Besides the business of banking, the activities of a bank may include:

  • Financial leasing;
  • Payments services as defined in the Financial Institutions Act;
  • Issuing and administering other means of payment;
  • Guarantees and commitment;
  • Trading for own account or for account of customers in:

           (a) money market instruments (cheques, bills, certificates of deposit, and similar instruments);

           (b) foreign exchange;

           (c) financial futures and options;

           (d) exchange and interest-rate instruments;

           (e) transferable securities.

  • Participation in securities issues and the provision of services related to such issues;
  • Advice to undertakings on capital structure, industrial strategy and related questions and advice as well as services relating to mergers and the purchase of undertakings
  • Money broking;
  • Portfolio management and advice;
  • Safekeeping and administering of securities;
  • Credit reference services;
  • Safe custody services, and
  • Issuing electronic money.

 

Licensing of banks in Malta

The Banking Act states that a company will be granted a banking license if:

  • Its’ own funds amount to not less than €5 million;
  • There are at least two individuals who will effectively direct the business of the credit institution in Malta;
  • The Authority is notified of the identities of the shareholders or members whether direct or indirect, that have qualifying holdings and of the amounts of those holdings or, where there are no qualifying holdings, of the twenty largest shareholders.  In terms of the CRR a ‘qualifying holding’ means a direct or indirect holding in an undertaking which represents 10 % or more of the capital or of the voting rights or which makes it possible to exercise a significant influence over the management of that undertaking;
  • All qualifying shareholders, controllers and persons who will effectively direct the business of the credit institution are suitable persons to ensure its sound and prudent management, and
  • the Authority is satisfied that there are no close links between that company and another person/s which through any law, regulation, administrative provision or in any manner prevent the company from exercising effective supervision of the company under the provisions of the Banking Act.

In applying for a banking license with the MFSA, the following documents must be submitted:

  • Form 1 as annexed to Banking Rule 01 –  Application for Authority to Carry Out the Business of Banking in or from Malta;
  • Form 2 as annexed to Banking Rule 01 – Questionnaire for Qualifying Shareholders other than Individuals;
  • In terms of Banking Rule 01 – Personal Questionnaire for individuals who are or propose to be Directors, Controllers or Managers;
  • a copy of the Memorandum and Articles of Association of the institution
  • audited financial statements for the last three years (if applicable);
  • identity of all directors, controllers and managers of the institution;
  • identity of all shareholders with qualifying shareholding; and
  • identity of the individuals who will be effectively directing the business of the prospective bank.

Following the set-up of the Single Supervisory Mechanism (SSM) in November 2014, the European Central Bank (ECB) has become the authority in charge of all banking authorisations in the Euro Area irrespective of the size of the bank.  The rules emanating from the Single Supervisory Mechanism Framework (Regulation (EU) No 468/2014) state that when the National Competent Authority (NCA) receives an application for an authorisation to take up the business of a credit institution to be established in a participating Member State, it shall notify the ECB of the receipt of such application within 15 working days.  The MFSA will assess whether the applicant complies with all the national laws and regulations.

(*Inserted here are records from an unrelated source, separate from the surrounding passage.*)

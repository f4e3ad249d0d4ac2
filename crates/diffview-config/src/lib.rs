pub use diff::Diff;
#[cfg(feature = "miette")]
use miette::Diagnostic;
pub use notes::Notes;
use serde::{Deserialize, Serialize};
use thiserror::Error;

mod diff;
mod notes;

/// Everything that can be set in `diffview.toml`. Every section is optional.
#[derive(Clone, Debug, Default, Deserialize, Eq, PartialEq, Serialize)]
#[serde(deny_unknown_fields)]
pub struct Config {
    #[serde(default)]
    pub notes: Notes,
    #[serde(default)]
    pub diff: Diff,
}

impl Config {
    pub const FILE_NAME: &'static str = "diffview.toml";

    /// Parse the contents of a `diffview.toml` file.
    ///
    /// # Errors
    ///
    /// If the contents aren't valid TOML or contain unknown keys.
    pub fn from_toml(source: &str) -> Result<Self, Error> {
        toml::from_str(source).map_err(Error)
    }

    /// Render this config the way it would be written in `diffview.toml`.
    ///
    /// # Errors
    ///
    /// If the config can't be represented as TOML, which shouldn't happen.
    pub fn to_toml(&self) -> Result<String, toml::ser::Error> {
        toml::to_string(self)
    }
}

#[derive(Debug, Error)]
#[cfg_attr(feature = "miette", derive(Diagnostic))]
#[error("Invalid {file}: {0}", file = Config::FILE_NAME)]
#[cfg_attr(
    feature = "miette",
    diagnostic(
        code(config::parse),
        help("Check the keys against the [notes] and [diff] sections DiffView understands")
    )
)]
pub struct Error(#[source] toml::de::Error);

#[cfg(test)]
#[allow(clippy::unwrap_used)]
mod test_config {
    use pretty_assertions::assert_eq;
    use relative_path::RelativePathBuf;

    use super::*;

    #[test]
    fn empty_file_is_default() {
        let config = Config::from_toml("").unwrap();
        assert_eq!(config, Config::default());
        assert_eq!(config.notes.dir, RelativePathBuf::from("messages"));
        assert!(!config.diff.include_headers);
    }

    #[test]
    fn every_key() {
        let config = Config::from_toml(
            r#"
            [notes]
            dir = "release-notes"

            [diff]
            include_headers = true
            "#,
        )
        .unwrap();
        assert_eq!(config.notes.dir, RelativePathBuf::from("release-notes"));
        assert!(config.diff.include_headers);
    }

    #[test]
    fn unknown_keys_are_rejected() {
        assert!(Config::from_toml("[notes]\nfolder = \"x\"").is_err());
        assert!(Config::from_toml("[settings]").is_err());
    }

    #[test]
    fn written_config_reads_back() {
        let config = Config::from_toml("[diff]\ninclude_headers = true").unwrap();
        let written = config.to_toml().unwrap();
        assert_eq!(Config::from_toml(&written).unwrap(), config);
    }
}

If the MFSA is satisfied with the application, it will prepare a draft decision proposing that the ECB grants the application. The latter notification must be performed by the MFSA to the ECB and the applicant within at least 20 working days before the end of the maximum assessment period provided by the Banking Act which stands to be six months.  The ECB will take a decision on the draft authorisation decision it receives from the MFSA within 10 working days. If the MFSA concludes that the application does not satisfy the Banking Act and hence reject the application, it will notify the ECB with its decision.

 

Fees

An application fee of €35,000 is also required upon submission of the aforementioned application.  Credit institutions licensed under the Act must also pay an annual supervision fee of 0.02% of its deposit liabilities as reported at the end of the year immediately before the year in which the fee is payable. This must not be less than €25,000 and not more than €1,200,000.  Companies which are incorporated outside of Malta, but which have representative offices in Malta, shall pay the MFSA a fee of €3,600 every year.

 

Banking structures in Malta

The Maltese Banking Act, prescribes that no business of banking shall be transacted in or from Malta except by a company which is in possession of a licence granted under the said Act unless it is a credit institution licenced in a Member State or EEA State and is exercising its’ right under European Union Law.  In essence, a bank may operate in Malta as follows:

  • A Bank fully licenced by the MFSA, or
  • An EU Bank exercising its right to passport into Malta and establish a branch.  In this case, these branches are exempt from the licensing requirement, however, they are required to register the branch with the Maltese Registrar of Companies within one month from establishing a branch in Malta; or
  • A non-EU licensed Bank establishing a branch of the same bank in Malta. or
  • A representative office of a Bank licensed in another jurisdiction.  The activities must be restricted to purely liaison activities and may not include financial transactions or execution of any documents.  In such cases, the foreign bank must submit a notification to the MFSA that they have an intention of establishing an office.

 

Monitoring and supervision

Upon commencement of activities, Maltese licensed banks are required to monitor the capital adequacy of their own funds in ensuring that they hold sufficient capital against the credit risk, the market risk, the operational risk, the large exposures, and the liquidity and leverage amongst other requirements whilst ensuring that effective policies and procedures and good governance are in place.  The regulations emanating from the CRD IV aim at improving the quantity and quality of capital through the introduction of additional capital buffers in addition to the minimum capital requirement of 8% of the risk weighted assets of which 4.5% of the risk weighted assets must be met with Common Equity Tier 1 Capital whilst also introducing new liquidity ratios (Liquidity Coverage Ratio and Net Stable Funding Ratio), amongst others.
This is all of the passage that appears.